Copy out each line below that has the word "Deserialize" in it.

-- Available data follows --

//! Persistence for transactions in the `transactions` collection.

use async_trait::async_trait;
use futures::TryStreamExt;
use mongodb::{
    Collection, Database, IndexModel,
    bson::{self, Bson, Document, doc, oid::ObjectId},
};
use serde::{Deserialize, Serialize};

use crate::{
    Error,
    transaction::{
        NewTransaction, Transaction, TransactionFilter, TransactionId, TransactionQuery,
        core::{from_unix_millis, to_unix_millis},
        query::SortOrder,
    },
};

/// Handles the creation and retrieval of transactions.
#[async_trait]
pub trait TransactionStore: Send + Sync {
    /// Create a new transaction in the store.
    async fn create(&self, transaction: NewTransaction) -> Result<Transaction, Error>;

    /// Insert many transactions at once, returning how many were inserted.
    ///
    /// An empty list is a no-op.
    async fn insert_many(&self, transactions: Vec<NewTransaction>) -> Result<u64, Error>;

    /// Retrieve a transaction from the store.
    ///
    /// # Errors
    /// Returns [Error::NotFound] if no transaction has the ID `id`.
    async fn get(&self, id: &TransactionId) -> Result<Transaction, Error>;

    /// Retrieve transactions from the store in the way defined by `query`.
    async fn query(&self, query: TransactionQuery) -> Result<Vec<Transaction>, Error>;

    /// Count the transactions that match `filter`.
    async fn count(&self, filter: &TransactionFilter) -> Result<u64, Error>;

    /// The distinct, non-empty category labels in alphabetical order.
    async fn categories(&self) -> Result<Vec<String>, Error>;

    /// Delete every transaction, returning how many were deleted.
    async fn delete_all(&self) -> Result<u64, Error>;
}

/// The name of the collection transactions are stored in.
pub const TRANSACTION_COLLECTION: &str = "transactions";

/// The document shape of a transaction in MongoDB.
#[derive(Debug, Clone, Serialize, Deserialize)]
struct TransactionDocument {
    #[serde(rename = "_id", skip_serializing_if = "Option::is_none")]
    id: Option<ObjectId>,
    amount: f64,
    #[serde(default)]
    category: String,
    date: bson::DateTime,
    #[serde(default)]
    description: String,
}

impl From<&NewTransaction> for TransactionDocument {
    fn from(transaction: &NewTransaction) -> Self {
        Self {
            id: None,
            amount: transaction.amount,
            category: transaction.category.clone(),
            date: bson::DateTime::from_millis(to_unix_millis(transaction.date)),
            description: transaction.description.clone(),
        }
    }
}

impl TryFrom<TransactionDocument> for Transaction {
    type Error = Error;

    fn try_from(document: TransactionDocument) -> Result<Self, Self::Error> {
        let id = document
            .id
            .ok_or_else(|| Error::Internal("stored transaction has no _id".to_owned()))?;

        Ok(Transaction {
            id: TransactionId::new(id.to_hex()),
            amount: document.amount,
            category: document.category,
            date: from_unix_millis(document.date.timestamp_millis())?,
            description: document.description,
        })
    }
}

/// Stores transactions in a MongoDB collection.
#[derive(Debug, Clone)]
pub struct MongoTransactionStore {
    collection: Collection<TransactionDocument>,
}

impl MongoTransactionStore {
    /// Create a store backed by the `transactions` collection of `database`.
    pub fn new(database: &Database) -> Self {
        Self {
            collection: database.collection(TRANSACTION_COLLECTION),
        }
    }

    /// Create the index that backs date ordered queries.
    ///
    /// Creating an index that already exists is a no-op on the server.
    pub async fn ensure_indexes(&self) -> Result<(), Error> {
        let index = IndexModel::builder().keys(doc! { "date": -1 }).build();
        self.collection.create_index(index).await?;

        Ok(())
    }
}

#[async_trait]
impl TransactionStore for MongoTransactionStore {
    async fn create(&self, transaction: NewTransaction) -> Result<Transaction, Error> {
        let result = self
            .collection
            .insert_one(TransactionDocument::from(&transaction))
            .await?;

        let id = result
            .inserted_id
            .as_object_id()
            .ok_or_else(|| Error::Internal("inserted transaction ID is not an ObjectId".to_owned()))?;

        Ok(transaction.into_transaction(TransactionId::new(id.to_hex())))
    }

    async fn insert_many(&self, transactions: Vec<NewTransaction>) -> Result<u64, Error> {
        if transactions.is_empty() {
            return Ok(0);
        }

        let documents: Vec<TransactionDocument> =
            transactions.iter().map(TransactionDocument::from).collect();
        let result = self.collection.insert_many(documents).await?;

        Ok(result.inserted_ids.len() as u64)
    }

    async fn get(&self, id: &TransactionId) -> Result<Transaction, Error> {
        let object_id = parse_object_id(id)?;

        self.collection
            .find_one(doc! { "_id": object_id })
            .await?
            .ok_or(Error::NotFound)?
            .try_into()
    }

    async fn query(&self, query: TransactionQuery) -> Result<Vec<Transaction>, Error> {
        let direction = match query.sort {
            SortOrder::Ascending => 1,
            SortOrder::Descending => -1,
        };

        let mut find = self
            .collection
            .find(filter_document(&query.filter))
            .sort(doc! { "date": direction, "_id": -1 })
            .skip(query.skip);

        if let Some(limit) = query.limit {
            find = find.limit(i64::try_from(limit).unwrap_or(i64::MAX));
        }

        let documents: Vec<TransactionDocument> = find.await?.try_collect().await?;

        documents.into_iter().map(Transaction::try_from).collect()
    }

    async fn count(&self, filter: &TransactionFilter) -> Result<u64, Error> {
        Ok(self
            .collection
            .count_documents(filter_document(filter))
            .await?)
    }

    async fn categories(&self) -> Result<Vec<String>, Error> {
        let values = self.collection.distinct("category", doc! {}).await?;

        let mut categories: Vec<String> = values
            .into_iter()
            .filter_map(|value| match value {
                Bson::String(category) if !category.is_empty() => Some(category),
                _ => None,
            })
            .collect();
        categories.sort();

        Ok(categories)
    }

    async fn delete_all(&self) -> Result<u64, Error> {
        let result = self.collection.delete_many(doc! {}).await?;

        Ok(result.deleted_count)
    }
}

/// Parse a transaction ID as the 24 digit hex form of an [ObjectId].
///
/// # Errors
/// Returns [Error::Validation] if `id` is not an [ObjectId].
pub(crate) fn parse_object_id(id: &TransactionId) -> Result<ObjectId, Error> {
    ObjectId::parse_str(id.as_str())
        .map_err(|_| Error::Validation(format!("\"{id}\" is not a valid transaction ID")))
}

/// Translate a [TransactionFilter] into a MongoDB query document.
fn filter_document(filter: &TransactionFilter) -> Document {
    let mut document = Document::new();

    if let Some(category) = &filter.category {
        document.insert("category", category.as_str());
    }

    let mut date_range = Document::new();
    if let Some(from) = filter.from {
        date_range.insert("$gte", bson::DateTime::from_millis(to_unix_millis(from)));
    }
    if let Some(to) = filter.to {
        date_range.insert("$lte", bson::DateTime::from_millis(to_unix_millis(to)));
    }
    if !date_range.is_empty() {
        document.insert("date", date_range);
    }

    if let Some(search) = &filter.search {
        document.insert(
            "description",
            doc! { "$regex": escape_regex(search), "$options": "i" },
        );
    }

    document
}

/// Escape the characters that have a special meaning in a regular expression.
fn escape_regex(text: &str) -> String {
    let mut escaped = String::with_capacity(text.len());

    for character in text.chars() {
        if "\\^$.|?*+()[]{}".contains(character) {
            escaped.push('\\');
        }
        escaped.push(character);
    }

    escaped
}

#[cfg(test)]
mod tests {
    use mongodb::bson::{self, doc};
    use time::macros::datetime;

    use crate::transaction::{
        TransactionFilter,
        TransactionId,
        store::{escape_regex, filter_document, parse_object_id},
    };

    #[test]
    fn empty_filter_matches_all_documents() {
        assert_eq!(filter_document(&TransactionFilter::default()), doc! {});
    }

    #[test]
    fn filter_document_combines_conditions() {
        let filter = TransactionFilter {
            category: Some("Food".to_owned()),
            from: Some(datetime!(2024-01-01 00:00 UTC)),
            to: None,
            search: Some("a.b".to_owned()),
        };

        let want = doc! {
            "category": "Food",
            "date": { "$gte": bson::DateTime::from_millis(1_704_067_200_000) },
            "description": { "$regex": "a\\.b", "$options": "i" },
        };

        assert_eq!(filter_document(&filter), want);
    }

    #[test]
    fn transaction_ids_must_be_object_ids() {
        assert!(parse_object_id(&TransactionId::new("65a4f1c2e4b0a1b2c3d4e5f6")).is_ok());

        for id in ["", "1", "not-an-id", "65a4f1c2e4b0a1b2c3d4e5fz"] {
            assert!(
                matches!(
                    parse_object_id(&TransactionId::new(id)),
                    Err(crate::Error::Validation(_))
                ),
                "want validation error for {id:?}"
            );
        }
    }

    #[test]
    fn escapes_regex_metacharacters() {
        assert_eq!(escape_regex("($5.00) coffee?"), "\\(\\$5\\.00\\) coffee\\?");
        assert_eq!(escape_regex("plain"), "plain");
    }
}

-- Available data concluded --

▸ **Solution for this task**
use serde::{Deserialize, Serialize};
#[derive(Debug, Clone, Serialize, Deserialize)]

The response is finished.